■ Activity: Report how many lines below contain the word "const", giving the number and no other words.

■ Available records:
▬▬▬▬▬▬▬▬▬▬

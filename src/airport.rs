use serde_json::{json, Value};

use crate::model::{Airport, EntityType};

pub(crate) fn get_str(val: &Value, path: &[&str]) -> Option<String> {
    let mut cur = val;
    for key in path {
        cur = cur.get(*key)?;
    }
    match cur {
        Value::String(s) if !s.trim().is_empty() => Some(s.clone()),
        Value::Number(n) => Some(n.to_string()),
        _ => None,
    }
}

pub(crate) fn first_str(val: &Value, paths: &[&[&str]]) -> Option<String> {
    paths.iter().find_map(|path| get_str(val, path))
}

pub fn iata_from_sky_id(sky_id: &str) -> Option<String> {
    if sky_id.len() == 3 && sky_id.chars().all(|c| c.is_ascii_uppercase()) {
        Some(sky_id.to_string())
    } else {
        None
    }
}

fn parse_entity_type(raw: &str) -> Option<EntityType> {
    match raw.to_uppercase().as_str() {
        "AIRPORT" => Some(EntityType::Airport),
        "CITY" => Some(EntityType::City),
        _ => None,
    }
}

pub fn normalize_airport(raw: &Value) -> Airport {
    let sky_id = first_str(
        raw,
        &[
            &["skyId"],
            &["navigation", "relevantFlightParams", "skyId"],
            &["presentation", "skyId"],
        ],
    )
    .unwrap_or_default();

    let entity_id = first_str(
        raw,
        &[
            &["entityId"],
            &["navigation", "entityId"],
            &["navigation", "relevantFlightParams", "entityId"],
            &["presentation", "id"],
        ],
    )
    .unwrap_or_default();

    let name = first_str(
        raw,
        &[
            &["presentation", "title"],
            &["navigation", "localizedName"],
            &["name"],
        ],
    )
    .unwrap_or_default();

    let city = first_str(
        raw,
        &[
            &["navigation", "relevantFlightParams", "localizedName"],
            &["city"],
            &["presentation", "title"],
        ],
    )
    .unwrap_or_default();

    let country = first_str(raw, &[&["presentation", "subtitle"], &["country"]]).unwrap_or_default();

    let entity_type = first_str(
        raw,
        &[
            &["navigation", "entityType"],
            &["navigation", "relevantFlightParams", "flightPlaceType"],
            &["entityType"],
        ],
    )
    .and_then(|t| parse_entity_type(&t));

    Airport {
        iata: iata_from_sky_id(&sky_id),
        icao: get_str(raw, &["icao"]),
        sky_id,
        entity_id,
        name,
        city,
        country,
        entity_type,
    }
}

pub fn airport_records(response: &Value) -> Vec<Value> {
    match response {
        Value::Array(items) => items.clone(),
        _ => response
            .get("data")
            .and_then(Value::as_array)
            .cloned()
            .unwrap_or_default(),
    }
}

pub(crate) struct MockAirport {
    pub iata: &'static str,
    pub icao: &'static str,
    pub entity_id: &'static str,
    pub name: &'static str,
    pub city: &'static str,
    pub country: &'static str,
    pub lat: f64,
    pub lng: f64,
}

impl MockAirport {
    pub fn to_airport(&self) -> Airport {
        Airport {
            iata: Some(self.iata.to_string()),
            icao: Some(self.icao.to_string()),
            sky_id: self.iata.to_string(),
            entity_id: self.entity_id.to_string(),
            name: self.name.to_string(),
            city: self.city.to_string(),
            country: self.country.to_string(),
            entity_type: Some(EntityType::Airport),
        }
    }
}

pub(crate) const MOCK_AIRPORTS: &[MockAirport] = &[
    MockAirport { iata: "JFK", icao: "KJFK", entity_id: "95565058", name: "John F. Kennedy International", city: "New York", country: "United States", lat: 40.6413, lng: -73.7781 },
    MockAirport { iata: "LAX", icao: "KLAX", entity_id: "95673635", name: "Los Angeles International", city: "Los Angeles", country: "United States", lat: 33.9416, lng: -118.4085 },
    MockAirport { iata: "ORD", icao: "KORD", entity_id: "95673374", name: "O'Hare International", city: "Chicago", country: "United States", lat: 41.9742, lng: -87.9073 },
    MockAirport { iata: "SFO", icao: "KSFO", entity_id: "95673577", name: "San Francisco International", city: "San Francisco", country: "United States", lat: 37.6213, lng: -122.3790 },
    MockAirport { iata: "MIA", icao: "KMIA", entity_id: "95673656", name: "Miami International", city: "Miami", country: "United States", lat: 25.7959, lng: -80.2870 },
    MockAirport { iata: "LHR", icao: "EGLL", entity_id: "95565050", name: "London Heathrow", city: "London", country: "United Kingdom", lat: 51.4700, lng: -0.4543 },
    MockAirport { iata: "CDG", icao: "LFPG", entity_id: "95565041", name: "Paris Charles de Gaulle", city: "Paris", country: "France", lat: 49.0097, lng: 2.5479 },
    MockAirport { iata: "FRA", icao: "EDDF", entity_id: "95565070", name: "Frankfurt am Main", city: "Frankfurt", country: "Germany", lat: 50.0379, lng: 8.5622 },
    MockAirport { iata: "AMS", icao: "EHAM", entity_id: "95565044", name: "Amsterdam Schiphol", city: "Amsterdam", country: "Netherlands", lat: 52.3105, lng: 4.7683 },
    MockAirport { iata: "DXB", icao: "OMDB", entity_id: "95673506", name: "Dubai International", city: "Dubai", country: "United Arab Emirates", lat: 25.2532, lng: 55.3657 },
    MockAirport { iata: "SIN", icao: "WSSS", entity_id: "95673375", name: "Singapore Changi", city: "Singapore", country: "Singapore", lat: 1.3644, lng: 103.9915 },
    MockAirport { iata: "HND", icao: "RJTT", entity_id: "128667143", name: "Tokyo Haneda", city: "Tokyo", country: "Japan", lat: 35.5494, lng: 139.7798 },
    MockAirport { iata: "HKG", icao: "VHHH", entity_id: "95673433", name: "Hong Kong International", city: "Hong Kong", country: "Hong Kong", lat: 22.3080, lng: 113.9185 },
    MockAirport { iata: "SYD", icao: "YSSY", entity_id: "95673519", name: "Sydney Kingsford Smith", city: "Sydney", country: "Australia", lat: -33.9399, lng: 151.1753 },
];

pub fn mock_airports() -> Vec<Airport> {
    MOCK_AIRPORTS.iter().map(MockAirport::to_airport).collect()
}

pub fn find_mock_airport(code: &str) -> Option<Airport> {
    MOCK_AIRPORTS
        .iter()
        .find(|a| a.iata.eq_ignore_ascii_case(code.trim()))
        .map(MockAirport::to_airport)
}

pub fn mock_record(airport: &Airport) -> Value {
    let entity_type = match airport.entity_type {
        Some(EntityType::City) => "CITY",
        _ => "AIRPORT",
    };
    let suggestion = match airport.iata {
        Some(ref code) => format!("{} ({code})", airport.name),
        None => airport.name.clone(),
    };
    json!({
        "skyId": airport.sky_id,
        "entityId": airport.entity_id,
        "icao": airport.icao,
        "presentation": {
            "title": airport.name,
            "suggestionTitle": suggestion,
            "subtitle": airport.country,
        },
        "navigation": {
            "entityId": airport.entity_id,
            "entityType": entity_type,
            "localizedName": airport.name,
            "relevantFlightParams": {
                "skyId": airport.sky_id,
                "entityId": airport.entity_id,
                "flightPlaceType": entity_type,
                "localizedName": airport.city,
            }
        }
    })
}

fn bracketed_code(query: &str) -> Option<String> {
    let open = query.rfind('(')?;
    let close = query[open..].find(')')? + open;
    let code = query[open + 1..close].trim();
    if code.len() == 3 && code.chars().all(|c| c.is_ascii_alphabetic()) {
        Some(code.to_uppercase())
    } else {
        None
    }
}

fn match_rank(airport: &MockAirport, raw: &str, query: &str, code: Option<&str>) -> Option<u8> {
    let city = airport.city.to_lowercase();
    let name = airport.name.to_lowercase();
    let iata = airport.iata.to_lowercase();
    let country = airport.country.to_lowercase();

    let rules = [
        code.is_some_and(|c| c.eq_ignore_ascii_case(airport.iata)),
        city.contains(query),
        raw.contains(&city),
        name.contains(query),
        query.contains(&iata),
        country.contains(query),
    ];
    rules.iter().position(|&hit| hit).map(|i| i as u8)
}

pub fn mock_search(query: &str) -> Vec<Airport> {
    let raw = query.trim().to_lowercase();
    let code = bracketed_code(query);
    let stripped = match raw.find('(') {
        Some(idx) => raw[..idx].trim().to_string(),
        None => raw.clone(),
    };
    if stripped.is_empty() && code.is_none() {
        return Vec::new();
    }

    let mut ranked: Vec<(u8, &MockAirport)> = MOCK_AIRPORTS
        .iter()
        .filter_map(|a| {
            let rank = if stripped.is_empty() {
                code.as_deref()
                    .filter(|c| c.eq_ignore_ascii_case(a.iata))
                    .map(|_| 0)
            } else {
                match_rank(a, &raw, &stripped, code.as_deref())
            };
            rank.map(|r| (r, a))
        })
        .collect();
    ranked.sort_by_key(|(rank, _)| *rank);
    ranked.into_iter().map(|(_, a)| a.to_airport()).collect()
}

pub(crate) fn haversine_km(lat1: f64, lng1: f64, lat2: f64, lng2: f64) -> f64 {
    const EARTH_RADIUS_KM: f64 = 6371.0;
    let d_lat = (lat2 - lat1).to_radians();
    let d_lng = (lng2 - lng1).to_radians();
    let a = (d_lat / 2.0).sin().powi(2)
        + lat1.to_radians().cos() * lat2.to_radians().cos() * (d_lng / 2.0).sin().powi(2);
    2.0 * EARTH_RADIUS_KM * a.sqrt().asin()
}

▬▬▬▬▬▬▬▬▬▬

■ Task output: 2